Pepper and spice

This article first appeared in Cellar Press, 2009
Tyson Stelzer

Shiraz is a grape that’s more than comfortable flying solo, but loves the company of grenache, cabernet and even the white grape viognier. When shiraz is fermented with a tiny proportion of viognier, its aromatics are enlivened, flavours are made richer and colour, amazingly, is darker. The famous blend of Côte Rôtie in the northern Rhone Valley in France is now at home in most of Australia’s shiraz-growing regions, from the very warmest to the coolest.

Enjoying warm climates that resemble its home in the southern Rhone Valley, grenache thrives in South Australia’s warm regions of McLaren Vale and the Barossa Valley. It’s at its best when blended with shiraz and often a touch of Mourvèdre, to create a GSM or SGM blend. The savoury, herbal complexity of this style makes it one of the most versatile, food-friendly red wines on the planet.

Shiraz cabernet is Australia’s most unique wine style.

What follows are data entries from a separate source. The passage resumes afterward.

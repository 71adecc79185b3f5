// src/app/remote.rs: blocking client for the movie collection resource
use reqwest::blocking::{Client, RequestBuilder, Response};
use thiserror::Error;
use tracing::{debug, error, warn};

use super::data::{Movie, MovieDraft};
use crate::config::AppConfig;

pub const DEFAULT_API_BASE_URL: &str = "http://localhost:8080/api/movies";

/// Any failed exchange with the movie service: network error, non-2xx status
/// or an undecodable body. Deliberately not sub-classified.
#[derive(Clone, Debug, Error)]
#[error("{operation} {url}: {reason}")]
pub struct TransportError {
    pub operation: &'static str,
    pub url: String,
    pub reason: String,
}

impl TransportError {
    pub fn new(operation: &'static str, url: impl Into<String>, reason: impl Into<String>) -> Self {
        Self {
            operation,
            url: url.into(),
            reason: reason.into(),
        }
    }
}

/// The four calls the controllers need from the movie service.
pub trait MovieApi: Send + Sync {
    fn list_movies(&self) -> Result<Vec<Movie>, TransportError>;
    fn get_movie(&self, id: i64) -> Result<Movie, TransportError>;
    fn create_movie(&self, draft: &MovieDraft) -> Result<Movie, TransportError>;
    fn delete_movie(&self, id: i64) -> Result<bool, TransportError>;
}

pub struct RemoteMovieClient {
    client: Client,
    base_url: String,
}

impl RemoteMovieClient {
    pub fn new(base_url: impl Into<String>) -> Self {
        Self::with_user_agent(base_url, &AppConfig::default().user_agent)
    }

    pub fn from_config(cfg: &AppConfig) -> Self {
        Self::with_user_agent(&cfg.api_base_url, &cfg.user_agent)
    }

    pub fn with_user_agent(base_url: impl Into<String>, user_agent: &str) -> Self {
        let base_url: String = base_url.into();
        Self {
            client: Client::builder()
                .user_agent(user_agent)
                .build()
                .unwrap_or_else(|err| {
                    warn!("HTTP client setup failed ({err}); using reqwest defaults");
                    Client::new()
                }),
            base_url: base_url.trim_end_matches('/').to_string(),
        }
    }

    pub fn base_url(&self) -> &str {
        &self.base_url
    }

    fn item_url(&self, id: i64) -> String {
        format!("{}/{id}", self.base_url)
    }

    fn send(
        &self,
        operation: &'static str,
        url: &str,
        request: RequestBuilder,
    ) -> Result<Response, TransportError> {
        debug!("{operation}: {url}");
        let resp = request
            .send()
            .map_err(|e| TransportError::new(operation, url, e.to_string()))?;
        let status = resp.status();
        if !status.is_success() {
            return Err(TransportError::new(operation, url, format!("HTTP {status}")));
        }
        Ok(resp)
    }

    fn fetch_all(&self) -> Result<Vec<Movie>, TransportError> {
        const OP: &str = "GET";
        let url = self.base_url.as_str();
        self.send(OP, url, self.client.get(url))?
            .json()
            .map_err(|e| TransportError::new(OP, url, format!("decode body: {e}")))
    }

    fn fetch_one(&self, id: i64) -> Result<Movie, TransportError> {
        const OP: &str = "GET";
        let url = self.item_url(id);
        self.send(OP, &url, self.client.get(&url))?
            .json()
            .map_err(|e| TransportError::new(OP, &url, format!("decode body: {e}")))
    }

    fn post(&self, draft: &MovieDraft) -> Result<Movie, TransportError> {
        const OP: &str = "POST";
        let url = self.base_url.as_str();
        let request = self.client.post(url).json(&draft.to_request());
        self.send(OP, url, request)?
            .json()
            .map_err(|e| TransportError::new(OP, url, format!("decode body: {e}")))
    }

    fn remove(&self, id: i64) -> Result<bool, TransportError> {
        let url = self.item_url(id);
        self.send("DELETE", &url, self.client.delete(&url))?;
        Ok(true)
    }
}

impl MovieApi for RemoteMovieClient {
    fn list_movies(&self) -> Result<Vec<Movie>, TransportError> {
        self.fetch_all()
            .inspect_err(|e| error!("Error fetching movies: {e}"))
    }

    fn get_movie(&self, id: i64) -> Result<Movie, TransportError> {
        self.fetch_one(id)
            .inspect_err(|e| error!("Error fetching movie with id {id}: {e}"))
    }

    fn create_movie(&self, draft: &MovieDraft) -> Result<Movie, TransportError> {
        self.post(draft)
            .inspect_err(|e| error!("Error creating movie: {e}"))
    }

    fn delete_movie(&self, id: i64) -> Result<bool, TransportError> {
        self.remove(id)
            .inspect_err(|e| error!("Error deleting movie with id {id}: {e}"))
    }
}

Many of the most famous reds in this country’s history were crafted from this blend, and there is no other country that has been able to replicate this quality. The rich plum and pepper spice of shiraz finds its perfect partner in the structured definition of cabernet, producing wines of seamless balance and longevity. This makes shiraz cabernet the most reliable blend to grab, whether you’re on the hunt for a cheap BBQ quaffer or something special to lay down for your next big birthday.